11 Jan 2017FINDING ADVENTURE IN THE MODERN AGE (GO-SIM)
Long-haul travel is on the rise. With travelers looking to explore new parts of the world, and airlines improving their capacity with bigger, newer fleets of planes, destinations that were once considered out of reach are now temptingly close. But is this new era of convenience taking some of the adventure out of travelling? If you feel this way, you're not alone, and there are a couple of explorers out there right now who are doing things a little differently.
First up is Ty Dalitz, from Melbourne, Australia. Ty had a number of options for visiting the UK. The first, simplest and most mainstream option was to book a flight. This would have cost him about £1,000 and taken approximately 24 hours. But that was too easy for Ty, who decided he was going to make the journey using anything but a plane
. And so he did, travelling 37,000 miles in 846 days (two years and three months).

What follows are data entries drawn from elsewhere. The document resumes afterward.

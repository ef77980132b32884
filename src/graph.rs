//! Construction and release of the per-play signal graph.
//!
//! ```text
//! body ──┐
//!        ├─> lowpass ─> compressor ─> distortion ─> master volume ─> speakers
//! rumble ┘                ^
//! noise ─> bandpass ──────┘   (only when wetness > 0)
//! ```

use log::{debug, warn};

use crate::engine::{
    AudioEngine, Envelope, FilterKind, FilterOptions, FmSynthOptions, MembraneSynthOptions,
    NodeId, NodeSpec, NoiseColor, NoiseOptions, OscillatorOptions, Waveform,
};
use crate::error::FartResult;
use crate::params::MappedParameters;

const COMPRESSOR_THRESHOLD_DB: f64 = -30.0;
const COMPRESSOR_RATIO: f64 = 3.0;
const LOWPASS_BASE_HZ: f64 = 800.0;
const LOWPASS_ROLLOFF: i32 = -24;
const BANDPASS_Q: f64 = 2.0;
const NOISE_BASE_DB: f64 = -20.0;

/// Cutoff of the main low-pass filter before any sweep.
pub fn lowpass_cutoff(pitch: f64) -> f64 {
    LOWPASS_BASE_HZ + pitch * 2.0
}

fn body_spec(length: f64) -> NodeSpec {
    NodeSpec::MembraneSynth(MembraneSynthOptions {
        pitch_decay: 0.05,
        octaves: 6.0,
        oscillator: OscillatorOptions::new(Waveform::Sine),
        envelope: Envelope::new(0.01, length * 0.3, 0.3, length * 0.3),
    })
}

fn rumble_spec(params: &MappedParameters) -> NodeSpec {
    let length = params.length;
    NodeSpec::FmSynth(FmSynthOptions {
        harmonicity: 2.0,
        modulation_index: params.force.fm_depth / 10.0,
        oscillator: OscillatorOptions::new(Waveform::Sine),
        envelope: Envelope::new(0.02, length * 0.4, 0.2, length * 0.3),
        modulation: OscillatorOptions::new(Waveform::Square),
        modulation_envelope: Envelope::new(0.01, length * 0.2, 0.5, length * 0.2),
    })
}

/// The optional wet branch.
#[derive(Debug, Clone, Copy, PartialEq, Eq)]
pub struct NoiseBranch {
    pub bandpass: NodeId,
    pub source: NodeId,
}

/// Every node of one play, owned until [`SoundGraph::release`] hands them back to the engine.
#[derive(Debug)]
#[must_use = "a sound graph holds engine nodes and must be released"]
pub struct SoundGraph {
    nodes: Vec<NodeId>,
    pub master: NodeId,
    pub distortion: NodeId,
    pub compressor: NodeId,
    pub filter: NodeId,
    /// Fundamental "body" tone.
    pub body: NodeId,
    /// Frequency-modulated rumble layered under the body.
    pub rumble: NodeId,
    pub noise: Option<NoiseBranch>,
    /// Cutoff `filter` was built with.
    pub filter_cutoff: f64,
}

impl SoundGraph {
    /// Builds the graph for `params`.
    ///
    /// If any step fails, the nodes created so far are released before the error is returned.
    pub fn build<E: AudioEngine>(engine: &mut E, params: &MappedParameters) -> FartResult<Self> {
        let mut nodes = Vec::with_capacity(8);
        match Self::wire(engine, params, &mut nodes) {
            Ok(graph) => {
                debug!(
                    "built sound graph with {} nodes (noise: {})",
                    graph.nodes.len(),
                    graph.noise.is_some()
                );
                Ok(graph)
            }
            Err(err) => {
                release_nodes(engine, &nodes);
                Err(err)
            }
        }
    }

    fn wire<E: AudioEngine>(
        engine: &mut E,
        params: &MappedParameters,
        nodes: &mut Vec<NodeId>,
    ) -> FartResult<Self> {
        let mut add = |engine: &mut E, spec: NodeSpec| -> FartResult<NodeId> {
            let node = engine.create(&spec)?;
            nodes.push(node);
            Ok(node)
        };

        let master = add(engine, NodeSpec::Volume { db: params.volume })?;
        engine.to_destination(master)?;

        let distortion = add(
            engine,
            NodeSpec::Distortion {
                amount: params.force.distortion,
            },
        )?;
        engine.connect(distortion, master)?;

        let compressor = add(
            engine,
            NodeSpec::Compressor {
                threshold_db: COMPRESSOR_THRESHOLD_DB,
                ratio: COMPRESSOR_RATIO,
            },
        )?;
        engine.connect(compressor, distortion)?;

        let filter_cutoff = lowpass_cutoff(params.pitch);
        let filter = add(
            engine,
            NodeSpec::Filter(FilterOptions {
                kind: FilterKind::Lowpass,
                frequency: filter_cutoff,
                q: None,
                rolloff: Some(LOWPASS_ROLLOFF),
            }),
        )?;
        engine.connect(filter, compressor)?;

        let body = add(engine, body_spec(params.length))?;
        engine.connect(body, filter)?;

        let rumble = add(engine, rumble_spec(params))?;
        engine.connect(rumble, filter)?;

        let noise = if params.has_noise() {
            let bandpass = add(
                engine,
                NodeSpec::Filter(FilterOptions {
                    kind: FilterKind::Bandpass,
                    frequency: params.wetness.filter_frequency,
                    q: Some(BANDPASS_Q),
                    rolloff: None,
                }),
            )?;
            engine.connect(bandpass, compressor)?;

            let source = add(
                engine,
                NodeSpec::Noise(NoiseOptions {
                    color: NoiseColor::Brown,
                    volume: NOISE_BASE_DB + params.wetness.noise_amplitude * 100.0,
                }),
            )?;
            engine.connect(source, bandpass)?;
            Some(NoiseBranch { bandpass, source })
        } else {
            None
        };

        Ok(Self {
            nodes: std::mem::take(nodes),
            master,
            distortion,
            compressor,
            filter,
            body,
            rumble,
            noise,
            filter_cutoff,
        })
    }

    /// Nodes in creation order.
    pub fn nodes(&self) -> &[NodeId] {
        &self.nodes
    }

    /// Disposes every node, in creation order. Returns how many disposals failed.
    pub fn release<E: AudioEngine>(self, engine: &mut E) -> usize {
        release_nodes(engine, &self.nodes)
    }
}

fn release_nodes<E: AudioEngine>(engine: &mut E, nodes: &[NodeId]) -> usize {
    let mut failures = 0;
    for node in nodes {
        if let Err(err) = engine.dispose(*node) {
            warn!("error disposing {node}: {err}");
            failures += 1;
        }
    }
    failures
}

This was by no means a race. By his own admission, Ty could have completed his journey significantly sooner than he did, having set off from Australia in the summer of 2014 and arriving in Europe just over a year later. However, in his words, 'he got distracted', and spent another year and a half travelling around Europe before finally boarding a ferry to the UK. Along the way, he travelled by sail, motorbike, train, boat and hitch-hiker, all seemingly without any sort of plan at all: "There was no real planning, just a rough route of knowing I wanted to go through China at some point."
If that sounds a bit too easy for you – after all, Ty was only attempting to travel from one end of the world to the other without stepping on a plane – then perhaps Thor Pedersen's challenge to himself will be more your speed. Thor, you see, is not merely going from A to B without using a plane. Thor is going to every country in the world
without using a plane. It's a journey that started in 2013 and is not likely to be completed until 2019. It takes a while because for the most part, Thor is travelling on container ships, which can take weeks to cross oceans. The effort should be worthwhile, as it's believed that he'll be the first person to visit every country in the world without using a plane, should he complete his quest.
Holding a world-record that no one else is likely to want to beat may be a suitable prize for Mr Pedersen, but there are other rewards out there. Take Welsh explorer Ash Dykes
, who recently walked the length of the island of Madagascar from South to North – some 1,600 miles. While his original challenge was to highlight the challenges facing Madagascar's incredibly diverse wildlife, the government of Madagascar have awarded him the role of UK Ambassador for Tourism
for the island.
If this sounds like the sort of job you might want, then this offer might be of interest – Royal Caribbean Cruises are looking to hire an intern
to travel on their ships and post photos to Instagram. That's it. Sure, it's not hacking your way through thick jungle, surviving malaria or staving off boredom on a container ship during a two-week voyage across the Pacific Ocean, but to get paid to be on holiday? Where do we sign up…?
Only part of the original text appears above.